What is being asked: From the records below, output exactly the lines running from the line containing "into question records." through the line containing "# Edge Cases", and no others.

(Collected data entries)

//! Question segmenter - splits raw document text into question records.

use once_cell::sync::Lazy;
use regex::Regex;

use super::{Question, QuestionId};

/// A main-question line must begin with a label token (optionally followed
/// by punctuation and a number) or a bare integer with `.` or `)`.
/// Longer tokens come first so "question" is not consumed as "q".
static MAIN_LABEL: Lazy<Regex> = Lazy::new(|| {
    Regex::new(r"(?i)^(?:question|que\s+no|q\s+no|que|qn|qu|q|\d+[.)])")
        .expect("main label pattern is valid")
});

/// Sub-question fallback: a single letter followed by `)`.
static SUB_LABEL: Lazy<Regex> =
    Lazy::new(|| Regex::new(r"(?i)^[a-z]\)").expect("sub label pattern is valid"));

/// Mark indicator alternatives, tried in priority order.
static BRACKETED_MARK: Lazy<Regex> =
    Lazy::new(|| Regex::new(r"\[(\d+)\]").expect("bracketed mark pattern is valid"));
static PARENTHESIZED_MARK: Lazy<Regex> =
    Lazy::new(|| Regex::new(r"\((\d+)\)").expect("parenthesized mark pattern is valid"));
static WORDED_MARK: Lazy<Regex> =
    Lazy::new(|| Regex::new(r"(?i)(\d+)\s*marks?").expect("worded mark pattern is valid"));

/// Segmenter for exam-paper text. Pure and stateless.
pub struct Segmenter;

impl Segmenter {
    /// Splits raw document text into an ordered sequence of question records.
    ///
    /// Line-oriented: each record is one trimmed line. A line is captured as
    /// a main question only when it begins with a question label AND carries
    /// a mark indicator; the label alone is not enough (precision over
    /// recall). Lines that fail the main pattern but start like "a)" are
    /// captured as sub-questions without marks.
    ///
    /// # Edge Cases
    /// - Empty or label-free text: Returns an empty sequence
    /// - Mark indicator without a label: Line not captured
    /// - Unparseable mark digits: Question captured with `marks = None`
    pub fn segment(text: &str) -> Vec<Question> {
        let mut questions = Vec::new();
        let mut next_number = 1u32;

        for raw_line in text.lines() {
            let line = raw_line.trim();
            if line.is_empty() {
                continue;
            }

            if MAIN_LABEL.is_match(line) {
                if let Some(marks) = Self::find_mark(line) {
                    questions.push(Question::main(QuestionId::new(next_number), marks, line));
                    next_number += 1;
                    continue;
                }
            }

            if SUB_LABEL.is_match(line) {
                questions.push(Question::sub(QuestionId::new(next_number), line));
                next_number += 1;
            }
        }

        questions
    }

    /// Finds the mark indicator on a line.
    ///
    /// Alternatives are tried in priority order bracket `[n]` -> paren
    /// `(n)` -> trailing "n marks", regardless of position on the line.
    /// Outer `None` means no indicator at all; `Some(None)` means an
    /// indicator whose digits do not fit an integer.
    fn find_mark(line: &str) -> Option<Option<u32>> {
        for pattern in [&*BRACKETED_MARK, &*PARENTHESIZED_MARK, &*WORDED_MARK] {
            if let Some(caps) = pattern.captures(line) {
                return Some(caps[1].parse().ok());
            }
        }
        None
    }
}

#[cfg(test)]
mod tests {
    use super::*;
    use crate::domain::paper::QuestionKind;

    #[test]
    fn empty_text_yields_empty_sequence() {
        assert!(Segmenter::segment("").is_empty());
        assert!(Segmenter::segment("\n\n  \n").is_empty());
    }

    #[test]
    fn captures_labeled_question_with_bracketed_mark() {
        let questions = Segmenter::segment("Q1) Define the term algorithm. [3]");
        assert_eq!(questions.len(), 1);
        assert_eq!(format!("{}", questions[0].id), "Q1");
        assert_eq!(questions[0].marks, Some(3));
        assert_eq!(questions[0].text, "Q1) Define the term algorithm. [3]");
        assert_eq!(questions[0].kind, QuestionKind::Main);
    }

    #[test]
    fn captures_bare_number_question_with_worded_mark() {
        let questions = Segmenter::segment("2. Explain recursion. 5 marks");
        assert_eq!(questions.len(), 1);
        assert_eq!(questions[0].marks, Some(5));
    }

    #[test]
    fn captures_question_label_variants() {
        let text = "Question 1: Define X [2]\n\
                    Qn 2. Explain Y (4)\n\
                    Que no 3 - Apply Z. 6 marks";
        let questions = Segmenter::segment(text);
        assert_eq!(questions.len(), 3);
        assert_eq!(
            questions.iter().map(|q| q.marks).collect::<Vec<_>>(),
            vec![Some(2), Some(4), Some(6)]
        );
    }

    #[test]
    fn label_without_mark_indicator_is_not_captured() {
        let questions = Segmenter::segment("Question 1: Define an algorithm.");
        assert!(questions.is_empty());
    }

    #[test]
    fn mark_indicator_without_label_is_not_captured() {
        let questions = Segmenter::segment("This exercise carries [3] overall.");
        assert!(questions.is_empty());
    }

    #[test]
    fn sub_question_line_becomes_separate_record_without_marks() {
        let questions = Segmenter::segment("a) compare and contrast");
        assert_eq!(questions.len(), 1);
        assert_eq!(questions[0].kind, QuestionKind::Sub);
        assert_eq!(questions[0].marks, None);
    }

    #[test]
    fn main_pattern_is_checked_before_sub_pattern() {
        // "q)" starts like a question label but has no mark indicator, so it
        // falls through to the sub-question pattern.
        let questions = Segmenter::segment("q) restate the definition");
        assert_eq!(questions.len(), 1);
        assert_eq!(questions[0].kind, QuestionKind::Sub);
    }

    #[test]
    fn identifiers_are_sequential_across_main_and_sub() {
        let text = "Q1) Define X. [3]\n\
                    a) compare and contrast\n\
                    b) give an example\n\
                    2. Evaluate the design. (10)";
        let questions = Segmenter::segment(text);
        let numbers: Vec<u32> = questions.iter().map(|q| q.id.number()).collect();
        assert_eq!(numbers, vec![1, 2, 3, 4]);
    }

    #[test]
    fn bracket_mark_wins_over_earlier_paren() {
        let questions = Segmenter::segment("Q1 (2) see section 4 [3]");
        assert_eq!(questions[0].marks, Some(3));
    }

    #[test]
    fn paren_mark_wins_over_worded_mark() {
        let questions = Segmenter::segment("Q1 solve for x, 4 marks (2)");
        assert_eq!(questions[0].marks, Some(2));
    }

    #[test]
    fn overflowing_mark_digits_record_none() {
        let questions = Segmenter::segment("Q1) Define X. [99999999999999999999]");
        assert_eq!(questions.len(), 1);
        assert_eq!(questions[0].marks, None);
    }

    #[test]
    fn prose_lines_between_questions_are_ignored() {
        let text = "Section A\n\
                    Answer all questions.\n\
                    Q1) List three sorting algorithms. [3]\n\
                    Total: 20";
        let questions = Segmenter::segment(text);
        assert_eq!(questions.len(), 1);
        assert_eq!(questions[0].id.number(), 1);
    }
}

==

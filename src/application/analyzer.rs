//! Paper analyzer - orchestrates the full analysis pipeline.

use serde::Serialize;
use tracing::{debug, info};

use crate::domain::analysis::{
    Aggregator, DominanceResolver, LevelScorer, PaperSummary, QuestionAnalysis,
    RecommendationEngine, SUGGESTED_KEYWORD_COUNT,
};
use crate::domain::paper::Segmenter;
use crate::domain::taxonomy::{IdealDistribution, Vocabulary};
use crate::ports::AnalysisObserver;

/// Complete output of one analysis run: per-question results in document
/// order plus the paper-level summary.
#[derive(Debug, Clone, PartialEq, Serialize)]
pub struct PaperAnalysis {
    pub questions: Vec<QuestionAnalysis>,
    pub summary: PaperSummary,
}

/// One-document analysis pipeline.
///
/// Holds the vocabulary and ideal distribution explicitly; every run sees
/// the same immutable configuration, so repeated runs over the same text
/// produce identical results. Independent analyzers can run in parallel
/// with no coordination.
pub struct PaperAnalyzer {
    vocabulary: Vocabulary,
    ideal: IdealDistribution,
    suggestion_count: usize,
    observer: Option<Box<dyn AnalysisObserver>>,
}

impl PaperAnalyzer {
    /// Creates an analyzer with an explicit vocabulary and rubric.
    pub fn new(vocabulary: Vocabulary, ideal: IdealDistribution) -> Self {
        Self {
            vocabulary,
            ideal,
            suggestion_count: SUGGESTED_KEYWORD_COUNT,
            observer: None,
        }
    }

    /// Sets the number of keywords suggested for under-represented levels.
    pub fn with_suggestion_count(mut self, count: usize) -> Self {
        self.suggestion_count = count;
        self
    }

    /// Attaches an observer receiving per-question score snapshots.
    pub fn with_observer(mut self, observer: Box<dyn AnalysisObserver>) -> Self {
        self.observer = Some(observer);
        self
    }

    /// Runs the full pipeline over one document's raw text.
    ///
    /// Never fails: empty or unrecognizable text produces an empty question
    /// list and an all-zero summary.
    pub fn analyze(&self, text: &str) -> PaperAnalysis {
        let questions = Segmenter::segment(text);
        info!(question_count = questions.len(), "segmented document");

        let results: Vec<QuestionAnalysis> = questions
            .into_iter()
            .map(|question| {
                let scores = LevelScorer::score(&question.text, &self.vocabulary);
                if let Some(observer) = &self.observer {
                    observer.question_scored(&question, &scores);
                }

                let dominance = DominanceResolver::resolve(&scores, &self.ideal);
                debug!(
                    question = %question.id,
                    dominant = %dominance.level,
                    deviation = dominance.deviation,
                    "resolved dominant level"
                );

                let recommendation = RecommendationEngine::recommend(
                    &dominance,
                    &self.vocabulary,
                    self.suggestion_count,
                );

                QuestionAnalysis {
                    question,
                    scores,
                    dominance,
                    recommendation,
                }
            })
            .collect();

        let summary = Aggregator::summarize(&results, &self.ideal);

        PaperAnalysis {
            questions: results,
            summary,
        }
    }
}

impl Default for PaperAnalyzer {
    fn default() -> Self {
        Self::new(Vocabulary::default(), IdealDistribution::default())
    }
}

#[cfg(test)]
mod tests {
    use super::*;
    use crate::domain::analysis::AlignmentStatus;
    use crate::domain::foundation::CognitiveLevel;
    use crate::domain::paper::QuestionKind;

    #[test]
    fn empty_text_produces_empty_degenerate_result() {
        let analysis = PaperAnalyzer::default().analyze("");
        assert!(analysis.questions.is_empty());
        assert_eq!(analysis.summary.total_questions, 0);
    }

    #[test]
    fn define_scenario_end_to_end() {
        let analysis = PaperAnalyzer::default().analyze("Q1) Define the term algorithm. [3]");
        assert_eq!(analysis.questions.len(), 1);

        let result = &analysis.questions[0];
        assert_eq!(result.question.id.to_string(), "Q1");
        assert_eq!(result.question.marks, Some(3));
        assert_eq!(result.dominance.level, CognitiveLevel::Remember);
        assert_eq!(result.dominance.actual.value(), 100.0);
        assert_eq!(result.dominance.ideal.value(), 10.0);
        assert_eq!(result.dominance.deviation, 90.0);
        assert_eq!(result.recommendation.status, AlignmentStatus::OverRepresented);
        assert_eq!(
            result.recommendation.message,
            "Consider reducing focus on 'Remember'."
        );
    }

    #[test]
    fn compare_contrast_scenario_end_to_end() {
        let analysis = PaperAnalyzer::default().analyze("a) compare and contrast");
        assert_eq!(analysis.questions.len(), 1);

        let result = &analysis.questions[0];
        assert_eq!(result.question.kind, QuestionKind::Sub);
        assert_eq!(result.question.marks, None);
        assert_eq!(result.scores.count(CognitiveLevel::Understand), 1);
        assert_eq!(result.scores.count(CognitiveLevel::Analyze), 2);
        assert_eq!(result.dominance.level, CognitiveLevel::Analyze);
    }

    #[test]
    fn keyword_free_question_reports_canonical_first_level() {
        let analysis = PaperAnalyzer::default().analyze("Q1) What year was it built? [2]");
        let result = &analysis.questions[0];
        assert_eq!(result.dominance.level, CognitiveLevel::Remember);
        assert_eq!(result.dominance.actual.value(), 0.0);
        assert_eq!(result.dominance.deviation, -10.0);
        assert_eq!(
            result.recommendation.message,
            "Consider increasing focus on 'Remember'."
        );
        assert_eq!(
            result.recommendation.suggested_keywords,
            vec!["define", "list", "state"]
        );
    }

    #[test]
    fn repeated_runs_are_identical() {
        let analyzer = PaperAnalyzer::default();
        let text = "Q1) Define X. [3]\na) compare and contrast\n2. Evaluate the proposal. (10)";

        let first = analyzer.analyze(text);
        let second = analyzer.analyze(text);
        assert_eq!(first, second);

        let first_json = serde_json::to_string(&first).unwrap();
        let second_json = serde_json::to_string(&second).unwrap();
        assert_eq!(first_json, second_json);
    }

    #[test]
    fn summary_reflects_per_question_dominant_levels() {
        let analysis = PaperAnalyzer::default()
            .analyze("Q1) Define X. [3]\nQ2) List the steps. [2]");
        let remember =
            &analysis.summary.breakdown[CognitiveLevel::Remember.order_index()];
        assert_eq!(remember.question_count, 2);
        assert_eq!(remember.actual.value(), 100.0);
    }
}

Answer:
//! Question segmenter - splits raw document text into question records.

use once_cell::sync::Lazy;
use regex::Regex;

use super::{Question, QuestionId};

/// A main-question line must begin with a label token (optionally followed
/// by punctuation and a number) or a bare integer with `.` or `)`.
/// Longer tokens come first so "question" is not consumed as "q".
static MAIN_LABEL: Lazy<Regex> = Lazy::new(|| {
    Regex::new(r"(?i)^(?:question|que\s+no|q\s+no|que|qn|qu|q|\d+[.)])")
        .expect("main label pattern is valid")
});

/// Sub-question fallback: a single letter followed by `)`.
static SUB_LABEL: Lazy<Regex> =
    Lazy::new(|| Regex::new(r"(?i)^[a-z]\)").expect("sub label pattern is valid"));

/// Mark indicator alternatives, tried in priority order.
static BRACKETED_MARK: Lazy<Regex> =
    Lazy::new(|| Regex::new(r"\[(\d+)\]").expect("bracketed mark pattern is valid"));
static PARENTHESIZED_MARK: Lazy<Regex> =
    Lazy::new(|| Regex::new(r"\((\d+)\)").expect("parenthesized mark pattern is valid"));
static WORDED_MARK: Lazy<Regex> =
    Lazy::new(|| Regex::new(r"(?i)(\d+)\s*marks?").expect("worded mark pattern is valid"));

/// Segmenter for exam-paper text. Pure and stateless.
pub struct Segmenter;

impl Segmenter {
    /// Splits raw document text into an ordered sequence of question records.
    ///
    /// Line-oriented: each record is one trimmed line. A line is captured as
    /// a main question only when it begins with a question label AND carries
    /// a mark indicator; the label alone is not enough (precision over
    /// recall). Lines that fail the main pattern but start like "a)" are
    /// captured as sub-questions without marks.
    ///
    /// # Edge Cases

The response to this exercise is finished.